Ma deuxième tentative est déjà plus mélodieuse. Fière du résultat, j'adresse un grand sourire à mon professeur.

« Tu vois, tu y arrives très bien.

— J'ai encore du chemin à faire avant de jouer aussi bien que toi.

— Il faut que tu arrêtes de faire ça.

— De faire quoi ? m'étonné-je en fronçant légèrement les sourcils.

— De te dévaloriser. Tu as le droit de ne pas être douée pour tout, mais ça ne signifie pas que tu es nulle. C'est une bonne chose, d'avoir une marge de progression. Sinon tu t'ennuierais. »

À cet instant, un phénomène étrange se produit dans ma poitrine.

Oh, oh.

Comment on respire, déjà ?

Lorsque je rentre enfin dans ma chambre, j'ai seulement assez d'énergie pour m'allonger sur le lit et fixer le plafond. J'ai la désagréable impression d'être bloquée.

Et pour cause, je me trouve dans une impasse. Je ne peux pas expliquer à Guillaume que je ne suis pas réellement en couple avec son frère parce que ça m'obligerait à en dévoiler la raison.

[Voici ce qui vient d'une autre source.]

//! Media engine adapter.
//!
//! The room never touches media itself. Everything it needs from the engine
//! goes through [`MediaEngine`], keyed by opaque ids the engine issued. The
//! adapter holds no room-level state: which peer owns which transport is the
//! directory's business.

mod loopback;

pub use loopback::{EngineCounts, LoopbackEngine};

use async_trait::async_trait;
use common::protocol::TransportParameters;
use common::types::{ConsumerId, ControlAction, Direction, MediaKind, ProducerId, TransportId};
use serde_json::Value;
use thiserror::Error;

/// Errors reported by the media engine.
#[derive(Debug, Clone, PartialEq, Eq, Error)]
pub enum EngineError {
    /// The referenced transport, producer or consumer does not exist.
    #[error("{0} not found")]
    NotFound(String),

    /// The producer cannot be consumed with the given capabilities.
    #[error("unsupported: {0}")]
    Unsupported(String),

    /// Parameters were rejected (bad DTLS, wrong direction, unknown codec kind).
    #[error("rejected: {0}")]
    Rejected(String),

    /// The engine itself failed.
    #[error("engine failure: {0}")]
    Failed(String),
}

/// A consumer freshly created by the engine.
#[derive(Debug, Clone, PartialEq)]
pub struct ConsumedStream {
    pub id: ConsumerId,
    pub producer_id: ProducerId,
    pub kind: MediaKind,
    pub rtp_parameters: Value,
    /// Engine convention: consumers start paused.
    pub paused: bool,
}

/// Capability surface the negotiation sequencer consumes.
#[async_trait]
pub trait MediaEngine: Send + Sync + 'static {
    /// Capability descriptor handed to clients before they negotiate.
    fn capabilities(&self) -> Value;

    /// Allocate a transport in the given direction.
    async fn create_transport(&self, direction: Direction)
        -> Result<TransportParameters, EngineError>;

    /// Finalize a transport with the client's DTLS parameters.
    async fn connect(
        &self,
        transport_id: &TransportId,
        dtls_parameters: &Value,
    ) -> Result<(), EngineError>;

    /// Publish a stream on a connected send transport.
    async fn produce(
        &self,
        transport_id: &TransportId,
        kind: MediaKind,
        rtp_parameters: &Value,
    ) -> Result<ProducerId, EngineError>;

    /// Whether a receiver with `rtp_capabilities` can consume the producer.
    async fn can_consume(&self, producer_id: &ProducerId, rtp_capabilities: &Value) -> bool;

    /// Subscribe a connected receive transport to a producer.
    async fn consume(
        &self,
        transport_id: &TransportId,
        producer_id: &ProducerId,
        rtp_capabilities: &Value,
    ) -> Result<ConsumedStream, EngineError>;

    /// Pause, resume or close a producer or consumer.
    ///
    /// Closing a producer also closes every consumer of it.
    async fn control(&self, entity_id: &str, action: ControlAction) -> Result<(), EngineError>;

    /// Close a transport together with its producers and consumers.
    async fn close_transport(&self, transport_id: &TransportId) -> Result<(), EngineError>;
}
//! HTTP middleware for the room service.

pub mod http_metrics;

pub use http_metrics::http_metrics_middleware;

Il m'est aussi impossible d'en parler à mon meilleur ami. Qu'est-ce que je pourrais bien lui dire ? Que je craque vraisemblablement pour son frère, qu'en plus d'être plutôt agréable à regarder il se trouve être l'un des rares spécimens de la gent masculine à trouver grâce à mes yeux et que ça m'arrangerait de le mettre dans la confidence pour un potentiel flirt alors que mes chances de le revoir par la suite sont plus que minces ?

Je pourrais essayer de me convaincre qu'il ne s'agit que d'un coup de cœur passager ou tenter d'ignorer ces curieux sentiments qui agitent mon esprit. Mais vu le nombre de moments embarrassants qui se sont produits en une seule journée, je redoute celle de demain.

Et dire que je devrais me trouver en plein road trip avec mon meilleur ami.

Après tout, c'est peut-être sa faute. Il aurait pu me dire que c'était contagieux, sa malédiction d'attraction impossible.